Hi, dfs data directory at a datanode stores blocks in following directory structure: All blocks are stored at location: dfs.data.dir/current/ This directory contains some blocks and some subdirectories named like 'subdir*' (eg. subdir0, subdir1, ... ,subdir33, ..,subdir63) To be precise, each directory in directory hierarchy rooted at dfs.data.dir/current/ contains max 64 block (data+metadata) plus max 64 subdirectories (named subdir0 to subdir63). So my question is, whenever I do a manual block transfer across disks for load balancing with newly added disks, do I need to take care of maintaining this constraint of directory hierarchy? or just putting blocks in data.dfs.dir/current/ will work? thanks, Ajit. On Tue, Nov 22, 2011 at 11:04 PM, Ajit Ratnaparkhi ajit.ratnapar...@gmail.com wrote: Thanks Harsh!
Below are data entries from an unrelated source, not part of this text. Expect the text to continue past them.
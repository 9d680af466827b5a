//! Append-only in-process event log.
//!
//! Every domain event flows through one [`EventLog`]: message lifecycle,
//! scans, watch activity, settings changes. Subscribers are invoked
//! synchronously in the appender's context and see events in append
//! order; components that need to append in reaction to an event must
//! hand the event off to their own channel instead of calling back into
//! the log from the callback.

use std::fmt;
use std::sync::{Arc, Mutex};

use chrono::{DateTime, Utc};
use serde::{Deserialize, Serialize};
use tracing::trace;

/// Closed set of domain event types.
#[derive(Debug, Clone, Copy, PartialEq, Eq, Hash, Serialize, Deserialize)]
#[serde(rename_all = "snake_case")]
pub enum EventKind {
    MessageAdded,
    MessageUpdated,
    BrowseRequested,
    ContentFetched,
    SummaryGenerated,
    ErrorOccurred,
    SettingsChanged,
    ScanStarted,
    ScanCompleted,
    ChangeDetected,
    WatchCreated,
    WatchExpired,
}

impl EventKind {
    pub fn as_str(&self) -> &'static str {
        match self {
            EventKind::MessageAdded => "message_added",
            EventKind::MessageUpdated => "message_updated",
            EventKind::BrowseRequested => "browse_requested",
            EventKind::ContentFetched => "content_fetched",
            EventKind::SummaryGenerated => "summary_generated",
            EventKind::ErrorOccurred => "error_occurred",
            EventKind::SettingsChanged => "settings_changed",
            EventKind::ScanStarted => "scan_started",
            EventKind::ScanCompleted => "scan_completed",
            EventKind::ChangeDetected => "change_detected",
            EventKind::WatchCreated => "watch_created",
            EventKind::WatchExpired => "watch_expired",
        }
    }
}

impl fmt::Display for EventKind {
    fn fmt(&self, f: &mut fmt::Formatter<'_>) -> fmt::Result {
        write!(f, "{}", self.as_str())
    }
}

/// A single appended event.
#[derive(Debug, Clone, Serialize, Deserialize)]
pub struct DomainEvent {
    /// Monotonically increasing, assigned at append.
    pub seq: u64,
    pub kind: EventKind,
    pub payload: serde_json::Value,
    pub timestamp: DateTime<Utc>,
}

/// Filter for [`EventLog::filter`].
#[derive(Debug, Clone, Default)]
pub struct EventFilter {
    pub kind: Option<EventKind>,
    /// Only events with `seq > since`.
    pub since: Option<u64>,
}

type EventCallback = Arc<dyn Fn(&DomainEvent) + Send + Sync>;

struct Subscriber {
    id: u64,
    callback: EventCallback,
}

struct LogInner {
    events: Vec<DomainEvent>,
    next_seq: u64,
    subscribers: Vec<Subscriber>,
    next_sub_id: u64,
}

/// Strictly append-only event sequence with synchronous fan-out.
///
/// Retention is unbounded in memory for the session; durable message
/// history lives in the conversation store, not here.
pub struct EventLog {
    inner: Mutex<LogInner>,
}

/// Handle returned by [`EventLog::subscribe_all`]; pass back to
/// [`EventLog::unsubscribe`].
#[derive(Debug, Clone, Copy, PartialEq, Eq)]
pub struct SubscriptionId(u64);

impl EventLog {
    pub fn new() -> Self {
        Self {
            inner: Mutex::new(LogInner {
                events: Vec::new(),
                next_seq: 1,
                subscribers: Vec::new(),
                next_sub_id: 1,
            }),
        }
    }

    /// Append an event, assign its sequence number, and deliver it to all
    /// subscribers before returning.
    ///
    /// Callbacks run under the log lock: they must be fast, must not
    /// panic, and must not append (use a channel hand-off to react).
    pub fn append(&self, kind: EventKind, payload: serde_json::Value) -> u64 {
        let mut inner = self.inner.lock().unwrap();
        let seq = inner.next_seq;
        inner.next_seq += 1;
        let event = DomainEvent {
            seq,
            kind,
            payload,
            timestamp: Utc::now(),
        };
        trace!(seq, kind = %kind, "event appended");
        inner.events.push(event.clone());
        for sub in &inner.subscribers {
            (sub.callback)(&event);
        }
        seq
    }

    /// Return events matching the filter, in append order.
    pub fn filter(&self, filter: &EventFilter) -> Vec<DomainEvent> {
        let inner = self.inner.lock().unwrap();
        inner
            .events
            .iter()
            .filter(|e| filter.kind.is_none_or(|k| e.kind == k))
            .filter(|e| filter.since.is_none_or(|s| e.seq > s))
            .cloned()
            .collect()
    }

    /// Register a callback invoked for every future event.
    pub fn subscribe_all(&self, callback: EventCallback) -> SubscriptionId {
        let mut inner = self.inner.lock().unwrap();
        let id = inner.next_sub_id;
        inner.next_sub_id += 1;
        inner.subscribers.push(Subscriber { id, callback });
        SubscriptionId(id)
    }

    pub fn unsubscribe(&self, id: SubscriptionId) {
        let mut inner = self.inner.lock().unwrap();
        inner.subscribers.retain(|s| s.id != id.0);
    }

    pub fn len(&self) -> usize {
        self.inner.lock().unwrap().events.len()
    }

    pub fn is_empty(&self) -> bool {
        self.len() == 0
    }

    /// Sequence number of the last appended event (0 when empty).
    pub fn last_seq(&self) -> u64 {
        self.inner.lock().unwrap().next_seq - 1
    }
}

impl Default for EventLog {
    fn default() -> Self {
        Self::new()
    }
}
On Tue, Nov 22, 2011 at 10:05 PM, Harsh J ha...@cloudera.com wrote: Ajit / Inder, Please see http://wiki.apache.org/hadoop/FAQ#On_an_individual_data_node.2C_how_do_you_balance_the_blocks_on_the_disk.3F On Tue, Nov 22, 2011 at 9:44 PM, Ajit Ratnaparkhi ajit.ratnapar...@gmail.com wrote: Thanks for Help Joey! Does just copying block files from one drive to another work? Isn't there metadata maintained at datanode about block locations on that datanode? If not, then how does datanode know about blocks stored on it? -Ajit. On Tue, Nov 22, 2011 at 5:25 PM, Joey Echeverria j...@cloudera.com wrote: The balancer only balances between datanodes. This means the new drives won't get used until you start writing new data to them. If you want to balance the drives on a node, you need to 1) copy a bunch of block files from the old drives to the new drives 2) shutdown the datanode 3) delete the old block files 4) configure the datanode to see the new drives 5) start the datanode -Joey On Tue, Nov 22, 2011 at 6:43 AM, Ajit Ratnaparkhi ajit.ratnapar...@gmail.com wrote: Hi, If I add additional disks to existing datanode (assume existing datanode has 7 1TB disk which are already 80% full and then I add two new 2TB disks 0% full) and then run balancer, does balancer balance data in a datanode? ie. Will it move data from existing disks to newly added disks such that all disks are approx equally full ? thanks, Ajit. -- Joseph Echeverria Cloudera, Inc. 443.305.9434 -- Harsh J
Re: What does hdfs balancer do after adding more disks to existing datanode.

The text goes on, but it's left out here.